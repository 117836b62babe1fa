//! Client configuration.

use std::time::Duration;

use serde::{Deserialize, Serialize};
use url::Url;

use crate::error::{DomainError, DomainResult};

const fn default_timeout() -> u64 {
    30
}

/// Endpoints and limits for one console backend.
#[derive(Debug, Clone, PartialEq, Eq, Serialize, Deserialize)]
pub struct ClientConfig {
    /// Base URL for REST calls, e.g. `https://api.atrium.dev`.
    pub api_base_url: String,
    /// URL of the integration-status event stream.
    pub events_url: String,
    /// URL of the chat socket (ws:// or wss://).
    pub chat_socket_url: String,
    /// Per-request timeout in seconds.
    #[serde(default = "default_timeout")]
    pub request_timeout_secs: u64,
}

impl Default for ClientConfig {
    fn default() -> Self {
        Self {
            api_base_url: String::new(),
            events_url: String::new(),
            chat_socket_url: String::new(),
            request_timeout_secs: default_timeout(),
        }
    }
}

impl ClientConfig {
    /// Create a configuration for the given API base URL.
    #[must_use]
    pub fn new(api_base_url: impl Into<String>) -> Self {
        Self {
            api_base_url: api_base_url.into(),
            ..Default::default()
        }
    }

    /// Set the event stream URL.
    #[must_use]
    pub fn with_events_url(mut self, url: impl Into<String>) -> Self {
        self.events_url = url.into();
        self
    }

    /// Set the chat socket URL.
    #[must_use]
    pub fn with_chat_socket_url(mut self, url: impl Into<String>) -> Self {
        self.chat_socket_url = url.into();
        self
    }

    /// Set the per-request timeout.
    #[must_use]
    pub const fn with_request_timeout(mut self, secs: u64) -> Self {
        self.request_timeout_secs = secs;
        self
    }

    /// Per-request timeout as a [`Duration`].
    #[must_use]
    pub const fn request_timeout(&self) -> Duration {
        Duration::from_secs(self.request_timeout_secs)
    }

    /// Validate the configured URLs.
    ///
    /// # Errors
    ///
    /// Returns [`DomainError::InvalidConfig`] if the API base URL is not
    /// http(s), or if a non-empty socket URL is not ws(s).
    pub fn validate(&self) -> DomainResult<()> {
        let base = Url::parse(&self.api_base_url)
            .map_err(|e| DomainError::InvalidConfig(format!("api_base_url: {e}")))?;
        if base.scheme() != "http" && base.scheme() != "https" {
            return Err(DomainError::InvalidConfig(
                "api_base_url must be http or https".to_string(),
            ));
        }

        if !self.chat_socket_url.is_empty()
            && !self.chat_socket_url.starts_with("ws://")
            && !self.chat_socket_url.starts_with("wss://")
        {
            return Err(DomainError::InvalidConfig(
                "chat_socket_url must start with ws:// or wss://".to_string(),
            ));
        }

        Ok(())
    }
}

::::

Would you return all of the data exactly as given?

repository 117836b62babe1fa
//! Client configuration.

use std::time::Duration;

use serde::{Deserialize, Serialize};
use url::Url;

use crate::error::{DomainError, DomainResult};

const fn default_timeout() -> u64 {
    30
}

/// Endpoints and limits for one console backend.
#[derive(Debug, Clone, PartialEq, Eq, Serialize, Deserialize)]
pub struct ClientConfig {
    /// Base URL for REST calls, e.g. `https://api.atrium.dev`.
    pub api_base_url: String,
    /// URL of the integration-status event stream.
    pub events_url: String,
    /// URL of the chat socket (ws:// or wss://).
    pub chat_socket_url: String,
    /// Per-request timeout in seconds.
    #[serde(default = "default_timeout")]
    pub request_timeout_secs: u64,
}

impl Default for ClientConfig {
    fn default() -> Self {
        Self {
            api_base_url: String::new(),
            events_url: String::new(),
            chat_socket_url: String::new(),
            request_timeout_secs: default_timeout(),
        }
    }
}

impl ClientConfig {
    /// Create a configuration for the given API base URL.
    #[must_use]
    pub fn new(api_base_url: impl Into<String>) -> Self {
        Self {
            api_base_url: api_base_url.into(),
            ..Default::default()
        }
    }

    /// Set the event stream URL.
    #[must_use]
    pub fn with_events_url(mut self, url: impl Into<String>) -> Self {
        self.events_url = url.into();
        self
    }

    /// Set the chat socket URL.
    #[must_use]
    pub fn with_chat_socket_url(mut self, url: impl Into<String>) -> Self {
        self.chat_socket_url = url.into();
        self
    }

    /// Set the per-request timeout.
    #[must_use]
    pub const fn with_request_timeout(mut self, secs: u64) -> Self {
        self.request_timeout_secs = secs;
        self
    }

    /// Per-request timeout as a [`Duration`].
    #[must_use]
    pub const fn request_timeout(&self) -> Duration {
        Duration::from_secs(self.request_timeout_secs)
    }

    /// Validate the configured URLs.
    ///
    /// # Errors
    ///
    /// Returns [`DomainError::InvalidConfig`] if the API base URL is not
    /// http(s), or if a non-empty socket URL is not ws(s).
    pub fn validate(&self) -> DomainResult<()> {
        let base = Url::parse(&self.api_base_url)
            .map_err(|e| DomainError::InvalidConfig(format!("api_base_url: {e}")))?;
        if base.scheme() != "http" && base.scheme() != "https" {
            return Err(DomainError::InvalidConfig(
                "api_base_url must be http or https".to_string(),
            ));
        }

        if !self.chat_socket_url.is_empty()
            && !self.chat_socket_url.starts_with("ws://")
            && !self.chat_socket_url.starts_with("wss://")
        {
            return Err(DomainError::InvalidConfig(
                "chat_socket_url must start with ws:// or wss://".to_string(),
            ));
        }

        Ok(())
    }
}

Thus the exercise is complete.